**What the task requires**
An exact reproduction of the data below is the required answer.

**Supplied records**

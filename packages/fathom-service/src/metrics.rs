use std::{
	collections::BTreeMap,
	sync::{
		Mutex, PoisonError,
		atomic::{AtomicU64, Ordering},
	},
};

use fathom_domain::sensitivity::Sensitivity;

use crate::Route;

/// Process-local counters, exposed through [`Metrics::snapshot`].
#[derive(Default)]
pub struct Metrics {
	total: AtomicU64,
	cache_hits: AtomicU64,
	success: AtomicU64,
	failed: AtomicU64,
	total_duration_ms: AtomicU64,
	tokens_used: AtomicU64,
	routes: Mutex<BTreeMap<String, u64>>,
	tiers: Mutex<BTreeMap<String, u64>>,
	errors: Mutex<BTreeMap<String, u64>>,
}

#[derive(Debug, Clone, PartialEq, Eq, serde::Serialize)]
pub struct MetricsSnapshot {
	pub total_requests: u64,
	pub cache_hits: u64,
	pub queries_success: u64,
	pub queries_failed: u64,
	pub total_duration_ms: u64,
	pub tokens_used: u64,
	pub routes: BTreeMap<String, u64>,
	pub tiers: BTreeMap<String, u64>,
	pub errors: BTreeMap<String, u64>,
}

impl Metrics {
	pub fn cache_hit(&self) {
		self.total.fetch_add(1, Ordering::Relaxed);
		self.cache_hits.fetch_add(1, Ordering::Relaxed);
	}

	pub fn observe(
		&self,
		route: Route,
		tier: Sensitivity,
		success: bool,
		duration_ms: u64,
		tokens_used: Option<u64>,
	) {
		self.total.fetch_add(1, Ordering::Relaxed);
		self.total_duration_ms.fetch_add(duration_ms, Ordering::Relaxed);

		if success {
			self.success.fetch_add(1, Ordering::Relaxed);
		} else {
			self.failed.fetch_add(1, Ordering::Relaxed);
		}
		if let Some(tokens) = tokens_used {
			self.tokens_used.fetch_add(tokens, Ordering::Relaxed);
		}

		bump(&self.routes, route.as_str());
		bump(&self.tiers, tier.as_str());
	}

	/// Counts a recovered internal failure by class, independent of how the
	/// request itself ends up being answered.
	pub fn record_error(&self, class: &str) {
		bump(&self.errors, class);
	}

	pub fn snapshot(&self) -> MetricsSnapshot {
		MetricsSnapshot {
			total_requests: self.total.load(Ordering::Relaxed),
			cache_hits: self.cache_hits.load(Ordering::Relaxed),
			queries_success: self.success.load(Ordering::Relaxed),
			queries_failed: self.failed.load(Ordering::Relaxed),
			total_duration_ms: self.total_duration_ms.load(Ordering::Relaxed),
			tokens_used: self.tokens_used.load(Ordering::Relaxed),
			routes: self.routes.lock().unwrap_or_else(PoisonError::into_inner).clone(),
			tiers: self.tiers.lock().unwrap_or_else(PoisonError::into_inner).clone(),
			errors: self.errors.lock().unwrap_or_else(PoisonError::into_inner).clone(),
		}
	}
}

fn bump(map: &Mutex<BTreeMap<String, u64>>, key: &str) {
	let mut map = map.lock().unwrap_or_else(PoisonError::into_inner);

	*map.entry(key.to_string()).or_insert(0) += 1;
}

#[cfg(test)]
mod tests {
	use super::*;

	#[test]
	fn counts_by_route() {
		let metrics = Metrics::default();

		metrics.observe(Route::Sql, Sensitivity::Low, true, 120, Some(40));
		metrics.observe(Route::Sql, Sensitivity::Medium, true, 80, None);
		metrics.observe(Route::Denied, Sensitivity::High, false, 2, None);
		metrics.cache_hit();
		metrics.record_error("execution_failed");
		metrics.record_error("execution_failed");

		let snapshot = metrics.snapshot();

		assert_eq!(snapshot.total_requests, 4);
		assert_eq!(snapshot.cache_hits, 1);
		assert_eq!(snapshot.queries_success, 2);
		assert_eq!(snapshot.queries_failed, 1);
		assert_eq!(snapshot.total_duration_ms, 202);
		assert_eq!(snapshot.tokens_used, 40);
		assert_eq!(snapshot.routes.get("sql"), Some(&2));
		assert_eq!(snapshot.routes.get("denied"), Some(&1));
		assert_eq!(snapshot.tiers.get("low"), Some(&1));
		assert_eq!(snapshot.tiers.get("high"), Some(&1));
		assert_eq!(snapshot.errors.get("execution_failed"), Some(&2));
	}
}
pub mod catalog;
pub mod cipher;
pub mod clearance;
pub mod dialect;
pub mod sensitivity;
pub mod sqlgate;
mod country_aggregator;

pub use country_aggregator::{CountryAggregator, HistorySelection};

**Solution to this exercise**
filename packages/fathom-service/src/metrics.rs
use std::{
	collections::BTreeMap,
	sync::{
		Mutex, PoisonError,
		atomic::{AtomicU64, Ordering},
	},
};

use fathom_domain::sensitivity::Sensitivity;

use crate::Route;

/// Process-local counters, exposed through [`Metrics::snapshot`].
#[derive(Default)]
pub struct Metrics {
	total: AtomicU64,
	cache_hits: AtomicU64,
	success: AtomicU64,
	failed: AtomicU64,
	total_duration_ms: AtomicU64,
	tokens_used: AtomicU64,
	routes: Mutex<BTreeMap<String, u64>>,
	tiers: Mutex<BTreeMap<String, u64>>,
	errors: Mutex<BTreeMap<String, u64>>,
}

#[derive(Debug, Clone, PartialEq, Eq, serde::Serialize)]
pub struct MetricsSnapshot {
	pub total_requests: u64,
	pub cache_hits: u64,
	pub queries_success: u64,
	pub queries_failed: u64,
	pub total_duration_ms: u64,
	pub tokens_used: u64,
	pub routes: BTreeMap<String, u64>,
	pub tiers: BTreeMap<String, u64>,
	pub errors: BTreeMap<String, u64>,
}

impl Metrics {
	pub fn cache_hit(&self) {
		self.total.fetch_add(1, Ordering::Relaxed);
		self.cache_hits.fetch_add(1, Ordering::Relaxed);
	}

	pub fn observe(
		&self,
		route: Route,
		tier: Sensitivity,
		success: bool,
		duration_ms: u64,
		tokens_used: Option<u64>,
	) {
		self.total.fetch_add(1, Ordering::Relaxed);
		self.total_duration_ms.fetch_add(duration_ms, Ordering::Relaxed);

		if success {
			self.success.fetch_add(1, Ordering::Relaxed);
		} else {
			self.failed.fetch_add(1, Ordering::Relaxed);
		}
		if let Some(tokens) = tokens_used {
			self.tokens_used.fetch_add(tokens, Ordering::Relaxed);
		}

		bump(&self.routes, route.as_str());
		bump(&self.tiers, tier.as_str());
	}

	/// Counts a recovered internal failure by class, independent of how the
	/// request itself ends up being answered.
	pub fn record_error(&self, class: &str) {
		bump(&self.errors, class);
	}

	pub fn snapshot(&self) -> MetricsSnapshot {
		MetricsSnapshot {
			total_requests: self.total.load(Ordering::Relaxed),
			cache_hits: self.cache_hits.load(Ordering::Relaxed),
			queries_success: self.success.load(Ordering::Relaxed),
			queries_failed: self.failed.load(Ordering::Relaxed),
			total_duration_ms: self.total_duration_ms.load(Ordering::Relaxed),
			tokens_used: self.tokens_used.load(Ordering::Relaxed),
			routes: self.routes.lock().unwrap_or_else(PoisonError::into_inner).clone(),
			tiers: self.tiers.lock().unwrap_or_else(PoisonError::into_inner).clone(),
			errors: self.errors.lock().unwrap_or_else(PoisonError::into_inner).clone(),
		}
	}
}

fn bump(map: &Mutex<BTreeMap<String, u64>>, key: &str) {
	let mut map = map.lock().unwrap_or_else(PoisonError::into_inner);

	*map.entry(key.to_string()).or_insert(0) += 1;
}

#[cfg(test)]
mod tests {
	use super::*;

	#[test]
	fn counts_by_route() {
		let metrics = Metrics::default();

		metrics.observe(Route::Sql, Sensitivity::Low, true, 120, Some(40));
		metrics.observe(Route::Sql, Sensitivity::Medium, true, 80, None);
		metrics.observe(Route::Denied, Sensitivity::High, false, 2, None);
		metrics.cache_hit();
		metrics.record_error("execution_failed");
		metrics.record_error("execution_failed");

		let snapshot = metrics.snapshot();

		assert_eq!(snapshot.total_requests, 4);
		assert_eq!(snapshot.cache_hits, 1);
		assert_eq!(snapshot.queries_success, 2);
		assert_eq!(snapshot.queries_failed, 1);
		assert_eq!(snapshot.total_duration_ms, 202);
		assert_eq!(snapshot.tokens_used, 40);
		assert_eq!(snapshot.routes.get("sql"), Some(&2));
		assert_eq!(snapshot.routes.get("denied"), Some(&1));
		assert_eq!(snapshot.tiers.get("low"), Some(&1));
		assert_eq!(snapshot.tiers.get("high"), Some(&1));
		assert_eq!(snapshot.errors.get("execution_failed"), Some(&2));
	}
}
pub mod catalog;
pub mod cipher;
pub mod clearance;
pub mod dialect;
pub mod sensitivity;
pub mod sqlgate;
mod country_aggregator;

pub use country_aggregator::{CountryAggregator, HistorySelection};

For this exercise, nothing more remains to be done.